### What the exercise asks
Each entry below should be printed exactly as given.

---- Supplied information

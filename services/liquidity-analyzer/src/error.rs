//! Error types for the liquidity analyzer

use std::io;
use std::path::PathBuf;

use thiserror::Error;
use types::errors::BookError;

/// Result alias for analyzer operations.
pub type Result<T> = std::result::Result<T, AnalyzerError>;

#[derive(Error, Debug)]
pub enum AnalyzerError {
    #[error("IO error: {0}")]
    Io(#[from] io::Error),

    #[error("Failed to open {path}: {source}")]
    Open { path: PathBuf, source: io::Error },

    #[error("Line {line}: malformed record: {source}")]
    Decode {
        line: u64,
        #[source]
        source: serde_json::Error,
    },

    #[error("Line {line}: invalid book data: {source}")]
    Book {
        line: u64,
        #[source]
        source: BookError,
    },

    #[error("Invalid configuration: {0}")]
    Config(String),

    #[error("Serialization error: {0}")]
    Serialization(#[from] serde_json::Error),
}

impl AnalyzerError {
    /// Line number of the offending input record, for decode failures.
    pub fn line(&self) -> Option<u64> {
        match self {
            AnalyzerError::Decode { line, .. } | AnalyzerError::Book { line, .. } => Some(*line),
            _ => None,
        }
    }
}

#[cfg(test)]
mod tests {
    use super::*;

    #[test]
    fn test_book_error_display() {
        let err = AnalyzerError::Book {
            line: 12,
            source: BookError::InvalidDecimal("x".to_string()),
        };
        assert_eq!(err.to_string(), "Line 12: invalid book data: Invalid decimal: \"x\"");
        assert_eq!(err.line(), Some(12));
    }

    #[test]
    fn test_io_error_has_no_line() {
        let err: AnalyzerError = io::Error::new(io::ErrorKind::Other, "boom").into();
        assert!(err.line().is_none());
        assert!(err.to_string().contains("boom"));
    }
}
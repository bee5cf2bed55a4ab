//! Types library for the liquidity analyzer
//!
//! Value types describing what a venue publishes in one order-book snapshot:
//! a truncated, best-first window of price levels per side.
//!
//! # Modules
//! - `ids`: Exchange identifiers
//! - `numeric`: Decimal parsing and conversion helpers
//! - `book`: Price levels, book sides and side snapshots
//! - `snapshot`: Timestamped per-exchange snapshots
//! - `errors`: Error taxonomy

// Public modules
pub mod ids;
pub mod numeric;
pub mod book;
pub mod snapshot;
pub mod errors;
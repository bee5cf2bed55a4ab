//! Liquidity Analyzer
//!
//! Estimates consumed trading volume from periodic, fixed-depth order-book
//! snapshots, one or more venues at a time. Each snapshot only shows the top
//! *K* levels of each side, so levels constantly enter and leave the visible
//! window without trading; the reconciler separates that churn from
//! genuine consumption.
//!
//! # Architecture
//!
//! ```text
//! snapshot log (JSON lines)
//!        │
//!  ┌─────▼──────┐
//!  │ ingestion  │  ← lazy line reader + record decoder
//!  └─────┬──────┘
//!        │ ExchangeSnapshot
//!  ┌─────▼──────┐
//!  │  analyzer  │  ← routes by exchange id
//!  └─────┬──────┘
//!        │
//!  ┌─────▼──────┐     ┌───────────┐
//!  │  tracker   │────▶│ reconcile │  ← previous vs current window, per side
//!  └─────┬──────┘     └───────────┘
//!        │ VolumeSeries
//!  ┌─────▼──────┐
//!  │  summary   │  ← totals, hourly rate
//!  └─────┬──────┘
//!  ┌─────▼──────┐
//!  │   export   │  ← JSON report, results table
//!  └────────────┘
//! ```

pub mod analyzer;
pub mod config;
pub mod error;
pub mod export;
pub mod ingestion;
pub mod reconcile;
pub mod summary;
pub mod tracker;

pub use analyzer::{AnalyzerStats, LiquidityAnalyzer};
pub use config::AnalyzerConfig;
pub use error::{AnalyzerError, Result};
pub use ingestion::{decode_line, ReaderStats, SnapshotReader};
pub use reconcile::{price_keyed_diff, reconcile, reconcile_detailed, ReconcilePolicy, Reconciliation};
pub use summary::{hourly_rate, summarize, total_volume, ExchangeSummary};
pub use tracker::{ExchangeTracker, ProcessOutcome, VolumeSeries};

// Library version
pub const VERSION: &str = env!("CARGO_PKG_VERSION");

--------

### Task result
filename services/liquidity-analyzer/src/error.rs
//! Error types for the liquidity analyzer

use std::io;
use std::path::PathBuf;

use thiserror::Error;
use types::errors::BookError;

/// Result alias for analyzer operations.
pub type Result<T> = std::result::Result<T, AnalyzerError>;

#[derive(Error, Debug)]
pub enum AnalyzerError {
    #[error("IO error: {0}")]
    Io(#[from] io::Error),

    #[error("Failed to open {path}: {source}")]
    Open { path: PathBuf, source: io::Error },

    #[error("Line {line}: malformed record: {source}")]
    Decode {
        line: u64,
        #[source]
        source: serde_json::Error,
    },

    #[error("Line {line}: invalid book data: {source}")]
    Book {
        line: u64,
        #[source]
        source: BookError,
    },

    #[error("Invalid configuration: {0}")]
    Config(String),

    #[error("Serialization error: {0}")]
    Serialization(#[from] serde_json::Error),
}

impl AnalyzerError {
    /// Line number of the offending input record, for decode failures.
    pub fn line(&self) -> Option<u64> {
        match self {
            AnalyzerError::Decode { line, .. } | AnalyzerError::Book { line, .. } => Some(*line),
            _ => None,
        }
    }
}

#[cfg(test)]
mod tests {
    use super::*;

    #[test]
    fn test_book_error_display() {
        let err = AnalyzerError::Book {
            line: 12,
            source: BookError::InvalidDecimal("x".to_string()),
        };
        assert_eq!(err.to_string(), "Line 12: invalid book data: Invalid decimal: \"x\"");
        assert_eq!(err.line(), Some(12));
    }

    #[test]
    fn test_io_error_has_no_line() {
        let err: AnalyzerError = io::Error::new(io::ErrorKind::Other, "boom").into();
        assert!(err.line().is_none());
        assert!(err.to_string().contains("boom"));
    }
}
repository bee5cf2bed55a4ab
//! Types library for the liquidity analyzer
//!
//! Value types describing what a venue publishes in one order-book snapshot:
//! a truncated, best-first window of price levels per side.
//!
//! # Modules
//! - `ids`: Exchange identifiers
//! - `numeric`: Decimal parsing and conversion helpers
//! - `book`: Price levels, book sides and side snapshots
//! - `snapshot`: Timestamped per-exchange snapshots
//! - `errors`: Error taxonomy

// Public modules
pub mod ids;
pub mod numeric;
pub mod book;
pub mod snapshot;
pub mod errors;
repository bee5cf2bed55a4ab
//! Liquidity Analyzer
//!
//! Estimates consumed trading volume from periodic, fixed-depth order-book
//! snapshots, one or more venues at a time. Each snapshot only shows the top
//! *K* levels of each side, so levels constantly enter and leave the visible
//! window without trading; the reconciler separates that churn from
//! genuine consumption.
//!
//! # Architecture
//!
//! ```text
//! snapshot log (JSON lines)
//!        │
//!  ┌─────▼──────┐
//!  │ ingestion  │  ← lazy line reader + record decoder
//!  └─────┬──────┘
//!        │ ExchangeSnapshot
//!  ┌─────▼──────┐
//!  │  analyzer  │  ← routes by exchange id
//!  └─────┬──────┘
//!        │
//!  ┌─────▼──────┐     ┌───────────┐
//!  │  tracker   │────▶│ reconcile │  ← previous vs current window, per side
//!  └─────┬──────┘     └───────────┘
//!        │ VolumeSeries
//!  ┌─────▼──────┐
//!  │  summary   │  ← totals, hourly rate
//!  └─────┬──────┘
//!  ┌─────▼──────┐
//!  │   export   │  ← JSON report, results table
//!  └────────────┘
//! ```

pub mod analyzer;
pub mod config;
pub mod error;
pub mod export;
pub mod ingestion;
pub mod reconcile;
pub mod summary;
pub mod tracker;

pub use analyzer::{AnalyzerStats, LiquidityAnalyzer};
pub use config::AnalyzerConfig;
pub use error::{AnalyzerError, Result};
pub use ingestion::{decode_line, ReaderStats, SnapshotReader};
pub use reconcile::{price_keyed_diff, reconcile, reconcile_detailed, ReconcilePolicy, Reconciliation};
pub use summary::{hourly_rate, summarize, total_volume, ExchangeSummary};
pub use tracker::{ExchangeTracker, ProcessOutcome, VolumeSeries};

// Library version
pub const VERSION: &str = env!("CARGO_PKG_VERSION");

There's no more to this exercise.